-- Data excerpts follows --
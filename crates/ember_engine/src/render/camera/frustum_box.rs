//! # Frustum Box
//!
//! Bounding volume of the slice of a camera frustum between the near plane
//! and a chosen distance. The shadow pass fits the directional light's
//! orthographic projection to this box.
//!
//! ## Caching
//! Two levels of dirty tracking keep the steady state cheap:
//! - plane sizes are recomputed only when the box distance or the camera
//!   projection parameters change
//! - corner points are recomputed only when the camera vectors, the camera
//!   matrix or the plane sizes change
//!
//! ## Re-projection
//! [`FrustumBox::recalculate_space`] moves the stored corners into another
//! space (usually light view space). It runs at most once per freshly computed
//! point set; a second call is a no-op until [`FrustumBox::update`] recomputes
//! the corners.

use crate::error::{ensure, EngineResult};
use crate::foundation::math::{utils, Mat4, Vec3};

/// Eight frustum corners with their axis-aligned extents
#[derive(Debug, Clone)]
pub struct FrustumBox {
    name: String,

    near_distance: f32,
    far_distance: f32,
    aspect: f32,
    fov: f32,

    direction: Vec3,
    up: Vec3,
    right: Vec3,
    camera_matrix: Mat4,

    near_width: f32,
    near_height: f32,
    far_width: f32,
    far_height: f32,

    points: [Vec3; 8],
    min: Vec3,
    max: Vec3,
    center: Vec3,

    planes_changed: bool,
    vectors_changed: bool,
    matrix_changed: bool,
    box_updated: bool,
}

impl FrustumBox {
    /// Box with camera-default vectors; everything is recomputed on first update
    pub fn new(name: impl Into<String>) -> Self {
        Self {
            name: name.into(),
            near_distance: 0.01,
            far_distance: 0.0,
            aspect: 16.0 / 9.0,
            fov: 1.05,
            direction: Vec3::new(0.0, 0.0, -1.0),
            up: Vec3::y(),
            right: Vec3::x(),
            camera_matrix: Mat4::identity(),
            near_width: 0.0,
            near_height: 0.0,
            far_width: 0.0,
            far_height: 0.0,
            points: [Vec3::zeros(); 8],
            min: Vec3::zeros(),
            max: Vec3::zeros(),
            center: Vec3::zeros(),
            planes_changed: true,
            vectors_changed: true,
            matrix_changed: true,
            box_updated: false,
        }
    }

    /// Mirror the camera projection; flags a change only if a value differs
    pub fn set_camera_parameters(&mut self, near_distance: f32, aspect: f32, fov: f32) {
        if near_distance != self.near_distance || aspect != self.aspect || fov != self.fov {
            self.near_distance = near_distance;
            self.aspect = aspect;
            self.fov = fov;
            self.planes_changed = true;
        }
    }

    /// Mirror the camera's inverse view matrix; flags a change only if it differs
    pub fn set_camera_matrix(&mut self, inverse_view: Mat4) {
        if inverse_view != self.camera_matrix {
            self.camera_matrix = inverse_view;
            self.matrix_changed = true;
        }
    }

    /// Mirror the camera's world-space direction, up and right vectors
    pub fn set_camera_vectors(&mut self, direction: Vec3, up: Vec3, right: Vec3) {
        self.direction = direction;
        self.up = up;
        self.right = right;
        self.vectors_changed = true;
    }

    /// Recompute the box for the slice between the near plane and `box_distance`
    pub fn update(&mut self, box_distance: f32) -> EngineResult<()> {
        ensure(
            box_distance > 0.0,
            &self.name,
            "FrustumBox::update",
            "Far clipping plane value out of range: {0.0 < VALUE}.",
        )?;

        let mut planes_updated = false;
        if box_distance != self.far_distance || self.planes_changed {
            self.far_distance = box_distance;
            self.calculate_planes_size();
            planes_updated = true;
        }

        if self.vectors_changed || self.matrix_changed || planes_updated {
            self.calculate_points();
            self.find_min_max();
            self.vectors_changed = false;
            self.matrix_changed = false;
            self.box_updated = true;
            log::trace!(target: "frustum_box", "Box [{}] recalculated for distance {}.", self.name, box_distance);
        }
        Ok(())
    }

    /// Move the corners into the space of `space_matrix`, once per computed box
    pub fn recalculate_space(&mut self, space_matrix: &Mat4) {
        if !self.box_updated {
            return;
        }
        for point in &mut self.points {
            *point = utils::transform_point(space_matrix, point);
        }
        self.find_min_max();
        self.box_updated = false;
    }

    fn calculate_planes_size(&mut self) {
        let tangent = (self.fov / 2.0).tan();
        self.far_width = self.far_distance * tangent * 2.0;
        self.near_width = self.near_distance * tangent * 2.0;
        self.far_height = self.far_width / self.aspect;
        self.near_height = self.near_width / self.aspect;
        self.planes_changed = false;
    }

    fn calculate_points(&mut self) {
        // Camera vectors are already in world space, so only the eye position
        // is taken from the inverse view matrix.
        let eye = utils::transform_point(&self.camera_matrix, &Vec3::zeros());
        let near_center = eye + self.direction * self.near_distance;
        let far_center = eye + self.direction * self.far_distance;

        let far_top = far_center + self.up * (self.far_height / 2.0);
        let far_bottom = far_center - self.up * (self.far_height / 2.0);
        let near_top = near_center + self.up * (self.near_height / 2.0);
        let near_bottom = near_center - self.up * (self.near_height / 2.0);

        let far_side = self.right * (self.far_width / 2.0);
        let near_side = self.right * (self.near_width / 2.0);

        self.points = [
            far_top + far_side,
            far_top - far_side,
            far_bottom + far_side,
            far_bottom - far_side,
            near_top + near_side,
            near_top - near_side,
            near_bottom + near_side,
            near_bottom - near_side,
        ];
    }

    fn find_min_max(&mut self) {
        let mut min = self.points[0];
        let mut max = self.points[0];
        for point in &self.points[1..] {
            min = min.inf(point);
            max = max.sup(point);
        }
        self.min = min;
        self.max = max;
        self.center = (min + max) / 2.0;
    }

    /// Box name
    pub fn name(&self) -> &str {
        &self.name
    }

    /// Corners in the space they were last computed in
    pub fn points(&self) -> &[Vec3; 8] {
        &self.points
    }

    /// Minimum corner
    pub fn min(&self) -> Vec3 {
        self.min
    }

    /// Maximum corner
    pub fn max(&self) -> Vec3 {
        self.max
    }

    /// Midpoint of the extents
    pub fn center(&self) -> Vec3 {
        self.center
    }

    /// Extent along X
    pub fn width(&self) -> f32 {
        self.max.x - self.min.x
    }

    /// Extent along Y
    pub fn height(&self) -> f32 {
        self.max.y - self.min.y
    }

    /// Extent along Z
    pub fn length(&self) -> f32 {
        self.max.z - self.min.z
    }

    /// Full width of the far slice plane
    pub fn far_width(&self) -> f32 {
        self.far_width
    }

    /// Full height of the far slice plane
    pub fn far_height(&self) -> f32 {
        self.far_height
    }

    /// Full width of the near plane
    pub fn near_width(&self) -> f32 {
        self.near_width
    }

    /// Whether the corners are fresh and not yet re-projected
    pub fn is_box_updated(&self) -> bool {
        self.box_updated
    }
}

#[cfg(test)]
mod tests {
    use super::*;
    use crate::foundation::math::Mat4Ext;
    use approx::assert_relative_eq;

    fn looking_down_z() -> FrustumBox {
        let mut frustum = FrustumBox::new("view_box");
        frustum.set_camera_parameters(0.1, 1.0, 60.0_f32.to_radians());
        frustum.set_camera_vectors(Vec3::new(0.0, 0.0, -1.0), Vec3::y(), Vec3::x());
        frustum.set_camera_matrix(Mat4::identity());
        frustum
    }

    #[test]
    fn test_far_width_for_shadow_distance() {
        let mut frustum = looking_down_z();
        frustum.update(10.0).unwrap();
        assert_relative_eq!(frustum.far_width(), 11.547, epsilon = 1e-3);
        assert_relative_eq!(frustum.far_height(), frustum.far_width());
        assert_relative_eq!(frustum.min().z, -10.0, epsilon = 1e-5);
        assert_relative_eq!(frustum.max().z, -0.1, epsilon = 1e-5);
        assert_relative_eq!(frustum.width(), frustum.far_width(), epsilon = 1e-5);
    }

    #[test]
    fn test_repeated_update_is_deterministic() {
        let mut frustum = looking_down_z();
        frustum.update(10.0).unwrap();
        let points = *frustum.points();
        let (min, max) = (frustum.min(), frustum.max());

        frustum.update(10.0).unwrap();
        assert_eq!(*frustum.points(), points);
        assert_eq!(frustum.min(), min);
        assert_eq!(frustum.max(), max);

        // Same vectors force a recomputation with identical inputs
        frustum.set_camera_vectors(Vec3::new(0.0, 0.0, -1.0), Vec3::y(), Vec3::x());
        frustum.update(10.0).unwrap();
        assert_eq!(*frustum.points(), points);
        assert_eq!(frustum.min(), min);
    }

    #[test]
    fn test_recalculate_space_runs_once_per_box() {
        let mut frustum = looking_down_z();
        frustum.update(10.0).unwrap();
        let light_view = Mat4::look_at(frustum.center(), frustum.center() + Vec3::new(-1.0, -1.0, -1.0), Vec3::y());

        frustum.recalculate_space(&light_view);
        let (min, max) = (frustum.min(), frustum.max());
        assert!(!frustum.is_box_updated());

        frustum.recalculate_space(&light_view);
        assert_eq!(frustum.min(), min);
        assert_eq!(frustum.max(), max);
    }

    #[test]
    fn test_box_follows_camera_position() {
        let mut frustum = looking_down_z();
        frustum.update(10.0).unwrap();
        let before = frustum.center();

        frustum.set_camera_matrix(Mat4::new_translation(&Vec3::new(5.0, 0.0, 0.0)));
        frustum.update(10.0).unwrap();
        assert_relative_eq!(frustum.center().x, before.x + 5.0, epsilon = 1e-5);
        assert!(frustum.is_box_updated());
    }

    #[test]
    fn test_non_positive_distance_is_rejected() {
        let mut frustum = looking_down_z();
        assert!(frustum.update(0.0).is_err());
        assert!(frustum.update(-2.0).is_err());
    }
}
-- Data excerpts concluded --
# [Work task]
Find each line of the data above that holds the word "world", then copy it.

# [Output for this exercise]
    /// Mirror the camera's world-space direction, up and right vectors
        // Camera vectors are already in world space, so only the eye position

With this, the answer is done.